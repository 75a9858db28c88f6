#![deny(unsafe_code)]

use std::fmt;
use std::ops::Deref;
use std::sync::Arc;
use std::time::Duration;

use anyhow::{anyhow, Result};
use config::{builder::DefaultState, Config, ConfigBuilder, File};
use once_cell::sync::OnceCell;
use serde::Deserialize;

use fabmq_utils::{deserialize_duration, NodeId};

use self::listener::Listeners;
use self::logging::Log;

pub use self::listener::Listener;
pub use self::options::Options;

pub mod listener;
pub mod logging;
pub mod options;

type HashMap<K, V> = std::collections::HashMap<K, V, ahash::RandomState>;

static SETTINGS: OnceCell<Settings> = OnceCell::new();

#[derive(Clone)]
pub struct Settings(Arc<Inner>);

#[derive(Debug, Clone, Deserialize)]
pub struct Inner {
    #[serde(default)]
    pub node: Node,
    #[serde(default)]
    pub log: Log,
    #[serde(rename = "listener")]
    #[serde(default)]
    pub listeners: Listeners,
    #[serde(default)]
    pub mqtt: Mqtt,
    #[serde(default)]
    pub auth: Auth,
    #[serde(default, skip)]
    pub opts: Options,
}

impl Deref for Settings {
    type Target = Inner;
    fn deref(&self) -> &Self::Target {
        self.0.as_ref()
    }
}

impl Settings {
    /// Layered sources: system file, working directory file, `FABMQ_*` environment, `-f` file.
    pub fn new(opts: Options) -> Result<Self> {
        let mut builder = Config::builder()
            .add_source(File::with_name("/etc/fabmq/fabmq").required(false))
            .add_source(File::with_name("fabmq").required(false))
            .add_source(
                config::Environment::with_prefix("fabmq").prefix_separator("_").separator("__").try_parsing(true),
            );

        if let Some(cfg) = opts.cfg_name.as_ref() {
            builder = builder.add_source(File::with_name(cfg).required(true));
        }

        Self::build(builder, opts)
    }

    /// Settings from a TOML document only.
    pub fn from_toml(toml: &str, opts: Options) -> Result<Self> {
        let builder = Config::builder().add_source(File::from_str(toml, config::FileFormat::Toml));
        Self::build(builder, opts)
    }

    fn build(builder: ConfigBuilder<DefaultState>, opts: Options) -> Result<Self> {
        let mut inner: Inner = builder.build()?.try_deserialize()?;

        inner.listeners.init();
        if inner.listeners.tcps.is_empty() && inner.listeners.wss.is_empty() {
            inner.listeners.set_default();
        }

        //Command line configuration overriding file configuration
        if let Some(id) = opts.node_id {
            inner.node.id = id;
        }

        inner.opts = opts;
        Ok(Self(Arc::new(inner)))
    }

    #[inline]
    pub fn instance() -> &'static Self {
        match SETTINGS.get() {
            Some(c) => c,
            None => {
                unreachable!("Settings not initialized");
            }
        }
    }

    #[inline]
    pub fn init(opts: Options) -> Result<&'static Self> {
        SETTINGS.set(Settings::new(opts)?).map_err(|_| anyhow!("Settings init failed"))?;
        SETTINGS.get().ok_or_else(|| anyhow!("Settings init failed"))
    }

    #[inline]
    pub fn logs(&self) {
        log::debug!("Config info is {:?}", self.0);
        log::info!("node_id is {}", self.node.id);
        log::info!("mqtt config is {:?}", self.mqtt);
        log::info!("auth users: {}, allow_anonymous: {}", self.auth.users.len(), self.auth.allow_anonymous);
    }
}

impl fmt::Debug for Settings {
    fn fmt(&self, f: &mut fmt::Formatter) -> fmt::Result {
        write!(f, "Settings ...")?;
        Ok(())
    }
}

#[derive(Debug, Clone, Deserialize)]
pub struct Node {
    #[serde(default = "Node::id_default")]
    pub id: NodeId,
}

impl Default for Node {
    fn default() -> Self {
        Self { id: Self::id_default() }
    }
}

impl Node {
    fn id_default() -> NodeId {
        NodeId::new_v4()
    }
}

/// Broker core behavior.
#[derive(Debug, Clone, Deserialize)]
pub struct Mqtt {
    /// Per-session cap on messages queued while disconnected, 0 is unbounded
    #[serde(default = "Mqtt::max_offline_queue_default")]
    pub max_offline_queue: usize,
    /// Cap on distinct topics in each retained map, 0 is unbounded
    #[serde(default = "Mqtt::max_retained_default")]
    pub max_retained: usize,
    #[serde(default = "Mqtt::retain_sweep_interval_default", deserialize_with = "deserialize_duration")]
    pub retain_sweep_interval: Duration,
    #[serde(default = "Mqtt::retain_cluster_sweep_interval_default", deserialize_with = "deserialize_duration")]
    pub retain_cluster_sweep_interval: Duration,
    /// 0 disables the node announce
    #[serde(default = "Mqtt::announce_interval_default", deserialize_with = "deserialize_duration")]
    pub announce_interval: Duration,
    #[serde(default = "Mqtt::announce_ttl_default", deserialize_with = "deserialize_duration")]
    pub announce_ttl: Duration,
    /// How long a new connection waits for an evicted one to hand over its session
    #[serde(default = "Mqtt::kick_timeout_default", deserialize_with = "deserialize_duration")]
    pub kick_timeout: Duration,
}

impl Default for Mqtt {
    fn default() -> Self {
        Self {
            max_offline_queue: Self::max_offline_queue_default(),
            max_retained: Self::max_retained_default(),
            retain_sweep_interval: Self::retain_sweep_interval_default(),
            retain_cluster_sweep_interval: Self::retain_cluster_sweep_interval_default(),
            announce_interval: Self::announce_interval_default(),
            announce_ttl: Self::announce_ttl_default(),
            kick_timeout: Self::kick_timeout_default(),
        }
    }
}

impl Mqtt {
    fn max_offline_queue_default() -> usize {
        10_000
    }
    fn max_retained_default() -> usize {
        1_000_000
    }
    fn retain_sweep_interval_default() -> Duration {
        Duration::from_millis(97)
    }
    fn retain_cluster_sweep_interval_default() -> Duration {
        Duration::from_millis(9997)
    }
    fn announce_interval_default() -> Duration {
        Duration::from_millis(9997)
    }
    fn announce_ttl_default() -> Duration {
        Duration::from_millis(13997)
    }
    fn kick_timeout_default() -> Duration {
        Duration::from_secs(5)
    }
}

/// Static credentials for the built-in authorizer.
#[derive(Debug, Clone, Default, Deserialize)]
pub struct Auth {
    /// Accept any credentials when no users are configured
    #[serde(default)]
    pub allow_anonymous: bool,
    /// username -> password
    #[serde(default)]
    pub users: HashMap<String, String>,
}
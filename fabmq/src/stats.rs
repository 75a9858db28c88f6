use serde_json::json;

use fabmq_utils::Counter;

/// Broker-wide gauges.
#[derive(Debug, Default)]
pub struct Stats {
    /// live connections
    pub connections: Counter,
    /// sessions parked in the disconnected map
    pub sessions: Counter,
    /// messages queued for disconnected sessions
    pub offline_messages: Counter,
    pub offline_dropped: Counter,
    pub publishes: Counter,
    pub broadcasts: Counter,
    pub expired: Counter,
    pub internal_errors: Counter,
}

impl Stats {
    #[inline]
    pub fn to_json(&self) -> serde_json::Value {
        json!({
            "connections": self.connections.to_json(),
            "sessions": self.sessions.to_json(),
            "offline_messages": self.offline_messages.to_json(),
            "offline_dropped": self.offline_dropped.count(),
            "publishes": self.publishes.count(),
            "broadcasts": self.broadcasts.count(),
            "expired": self.expired.count(),
            "internal_errors": self.internal_errors.count(),
        })
    }
}
//! Trailer appended to PUBLISH frames on inter-node links.
//!
//! Layout, after the standard frame and not counted in its remaining length:
//! 8 bytes big-endian expiry (epoch millis, `0` = never) followed by the 16 byte origin UUID
//! (nil = unknown).


use bytes::{Buf, BufMut, Bytes, BytesMut};
use tokio_util::codec::{Decoder, Encoder};
use uuid::Uuid;

use super::{Codec, Packet, Publish};
use crate::error::{DecodeError, EncodeError};
use crate::types::QoS;

pub const BRIDGE_SUFFIX_LEN: usize = 8 + 16;

pub(crate) fn write_suffix(publish: &Publish, dst: &mut BytesMut) {
    dst.put_i64(publish.expiry);
    dst.put_slice(publish.origin.unwrap_or_else(Uuid::nil).as_bytes());
}

/// `src` must hold at least `BRIDGE_SUFFIX_LEN` bytes.
pub(crate) fn read_suffix(publish: &mut Publish, src: &mut Bytes) {
    publish.expiry = src.get_i64();
    let mut origin = [0u8; 16];
    src.copy_to_slice(&mut origin);
    let origin = Uuid::from_bytes(origin);
    publish.origin = if origin.is_nil() { None } else { Some(origin) };
}

/// Serializes one publish, suffix included, as a standalone buffer.
///
/// Packet identifiers have no meaning off the wire; a placeholder is written for QoS 1/2.
pub fn encode_bridged(publish: &Publish) -> Result<Bytes, EncodeError> {
    let mut publish = publish.clone();
    publish.dup = false;
    publish.packet_id = match publish.qos {
        QoS::AtMostOnce => None,
        _ => Some(publish.packet_id.unwrap_or(nonzero_ext::nonzero!(1u16))),
    };
    let mut codec = Codec::default();
    codec.set_bridge(true);
    let mut dst = BytesMut::new();
    codec.encode(Packet::Publish(publish), &mut dst)?;
    Ok(dst.freeze())
}

/// Inverse of [`encode_bridged`]. The buffer must contain exactly one PUBLISH frame.
pub fn decode_bridged(src: &[u8]) -> Result<Publish, DecodeError> {
    let mut codec = Codec::default();
    codec.set_bridge(true);
    let mut buf = BytesMut::from(src);
    match codec.decode(&mut buf)? {
        Some(Packet::Publish(mut publish)) if buf.is_empty() => {
            publish.packet_id = None;
            Ok(publish)
        }
        Some(Packet::Publish(_)) | None => Err(DecodeError::InvalidLength),
        Some(_) => Err(DecodeError::UnsupportedPacketType),
    }
}
//! Retained messages, one map for node-local topics and one for cluster-wide
//! topics. Keys are normalized topic names, so `a//b` and `a/b` share an entry.

use dashmap::DashMap;

use crate::topic::{is_cluster_wide, Topic};
use crate::types::{Publish, TimestampMillis, TopicName};

pub struct RetainStore {
    local: DashMap<TopicName, Publish>,
    cluster: DashMap<TopicName, Publish>,
    max: usize,
}

impl RetainStore {
    /// `max` caps the number of topics per map, 0 is unbounded.
    #[inline]
    pub fn new(max: usize) -> Self {
        Self { local: DashMap::default(), cluster: DashMap::default(), max }
    }

    #[inline]
    fn map(&self, topic: &str) -> &DashMap<TopicName, Publish> {
        if is_cluster_wide(topic) {
            &self.cluster
        } else {
            &self.local
        }
    }

    #[inline]
    fn key(topic: &str) -> TopicName {
        TopicName::from(Topic::from(topic).to_string())
    }

    /// Stores `p` as the retained value of its topic, or deletes it when the payload is empty.
    /// Returns false when a new topic is refused because the map is full.
    pub fn set(&self, p: &Publish) -> bool {
        let map = self.map(&p.topic);
        let key = Self::key(&p.topic);
        if p.payload.is_empty() {
            map.remove(&key);
            return true;
        }
        if self.max > 0 && map.len() >= self.max && !map.contains_key(&key) {
            log::warn!("retained message store is full ({}), topic {} is not retained", self.max, p.topic);
            return false;
        }
        map.insert(key, p.clone());
        true
    }

    /// Retained value for `topic`, if present and not expired at `now`.
    #[inline]
    pub fn get(&self, topic: &str, now: TimestampMillis) -> Option<Publish> {
        self.map(topic).get(&Self::key(topic)).map(|p| p.value().clone()).filter(|p| !p.is_expired(now))
    }

    /// Non-expired retained messages whose topic matches `filter`, from both maps.
    pub fn matches(&self, filter: &Topic, now: TimestampMillis) -> Vec<Publish> {
        self.local
            .iter()
            .chain(self.cluster.iter())
            .filter(|e| !e.value().is_expired(now) && filter.matches_str(e.key()))
            .map(|e| e.value().clone())
            .collect()
    }

    #[inline]
    pub fn remove_expired_local(&self, now: TimestampMillis) -> usize {
        Self::remove_expired(&self.local, now)
    }

    #[inline]
    pub fn remove_expired_cluster(&self, now: TimestampMillis) -> usize {
        Self::remove_expired(&self.cluster, now)
    }

    fn remove_expired(map: &DashMap<TopicName, Publish>, now: TimestampMillis) -> usize {
        let before = map.len();
        map.retain(|_, p| !p.is_expired(now));
        before.saturating_sub(map.len())
    }

    /// Clears the node-local map; cluster-wide entries are untouched.
    #[inline]
    pub fn purge(&self) {
        self.local.clear();
    }

    #[inline]
    pub fn local_len(&self) -> usize {
        self.local.len()
    }

    #[inline]
    pub fn cluster_len(&self) -> usize {
        self.cluster.len()
    }
}

#[cfg(test)]
mod tests {
    use super::*;
    use bytes::Bytes;
    use fabmq_codec::QoS;

    fn retained(topic: &str, payload: &'static [u8]) -> Publish {
        Publish::new(topic, Bytes::from_static(payload), QoS::AtMostOnce, true)
    }

    #[test]
    fn test_set_and_delete() {
        let store = RetainStore::new(0);
        assert!(store.set(&retained("x", b"P")));
        assert_eq!(store.get("x", 0).map(|p| p.payload), Some(Bytes::from_static(b"P")));
        assert_eq!(store.get("/x/", 0).map(|p| p.payload), Some(Bytes::from_static(b"P")));
        assert!(store.set(&retained("x", b"")));
        assert!(store.get("x", 0).is_none());
        assert_eq!(store.local_len(), 0);
    }

    #[test]
    fn test_cluster_and_local_maps() {
        let store = RetainStore::new(0);
        store.set(&retained("|g/a", b"1"));
        store.set(&retained("a/b", b"2"));
        assert_eq!(store.cluster_len(), 1);
        assert_eq!(store.local_len(), 1);

        store.purge();
        assert_eq!(store.local_len(), 0);
        assert!(store.get("|g/a", 0).is_some());
        assert_eq!(store.matches(&Topic::from("#"), 0).len(), 1);
    }

    #[test]
    fn test_expiry() {
        let store = RetainStore::new(0);
        let mut p = retained("a/b", b"1");
        p.expiry = 100;
        store.set(&p);
        let mut c = retained("b/|c", b"2");
        c.expiry = 100;
        store.set(&c);

        assert!(store.get("a/b", 100).is_some());
        assert!(store.get("a/b", 101).is_none());
        assert!(store.matches(&Topic::from("a/+"), 101).is_empty());
        assert_eq!(store.remove_expired_local(101), 1);
        assert_eq!(store.cluster_len(), 1);
        assert_eq!(store.remove_expired_cluster(101), 1);
        assert_eq!(store.cluster_len(), 0);
    }

    #[test]
    fn test_cap() {
        let store = RetainStore::new(1);
        assert!(store.set(&retained("a", b"1")));
        assert!(!store.set(&retained("b", b"1")));
        assert!(store.set(&retained("a", b"2")));
        assert!(store.set(&retained("|b", b"1")));
        assert_eq!(store.get("a", 0).map(|p| p.payload), Some(Bytes::from_static(b"2")));
    }
}
//! Deterministic simulation module
//!
//! All gameplay logic lives here. This module must be pure and deterministic:
//! - Fixed timestep only
//! - No wall-clock or OS randomness (frightened steering derives from elapsed time)
//! - Stable iteration order (ghosts by rank)
//! - No rendering or platform dependencies

pub mod autopilot;
pub mod maze;
pub mod movement;
pub mod pathfinding;
pub mod scoring;
pub mod state;
pub mod tick;

pub use autopilot::Autopilot;
pub use maze::{CLASSIC_LAYOUT, Direction, Maze, MazeError, Tile, TileKind, step};
pub use movement::{Mover, advance, can_move, try_buffered_turn};
pub use pathfinding::first_step_toward;
pub use scoring::ScoreLedger;
pub use state::{
    Fruit, GamePhase, GameState, Ghost, GhostMode, MODE_PATTERN, ModeSchedule, ModeStep,
};
pub use tick::{Controls, TickInput, apply_controls, reset_round, set_player_direction, tick};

- - -

#### [ABOUT THIS TASK]
Set down, from the entries above, exactly the lines from the one with "Layout, after the" up to and including the one with "pub const BRIDGE_SUFFIX_LEN: usize = 8 + 16;", and no other lines.

#### [TASK SOLUTION]
//! Layout, after the standard frame and not counted in its remaining length:
//! 8 bytes big-endian expiry (epoch millis, `0` = never) followed by the 16 byte origin UUID
//! (nil = unknown).


use bytes::{Buf, BufMut, Bytes, BytesMut};
use tokio_util::codec::{Decoder, Encoder};
use uuid::Uuid;

use super::{Codec, Packet, Publish};
use crate::error::{DecodeError, EncodeError};
use crate::types::QoS;

pub const BRIDGE_SUFFIX_LEN: usize = 8 + 16;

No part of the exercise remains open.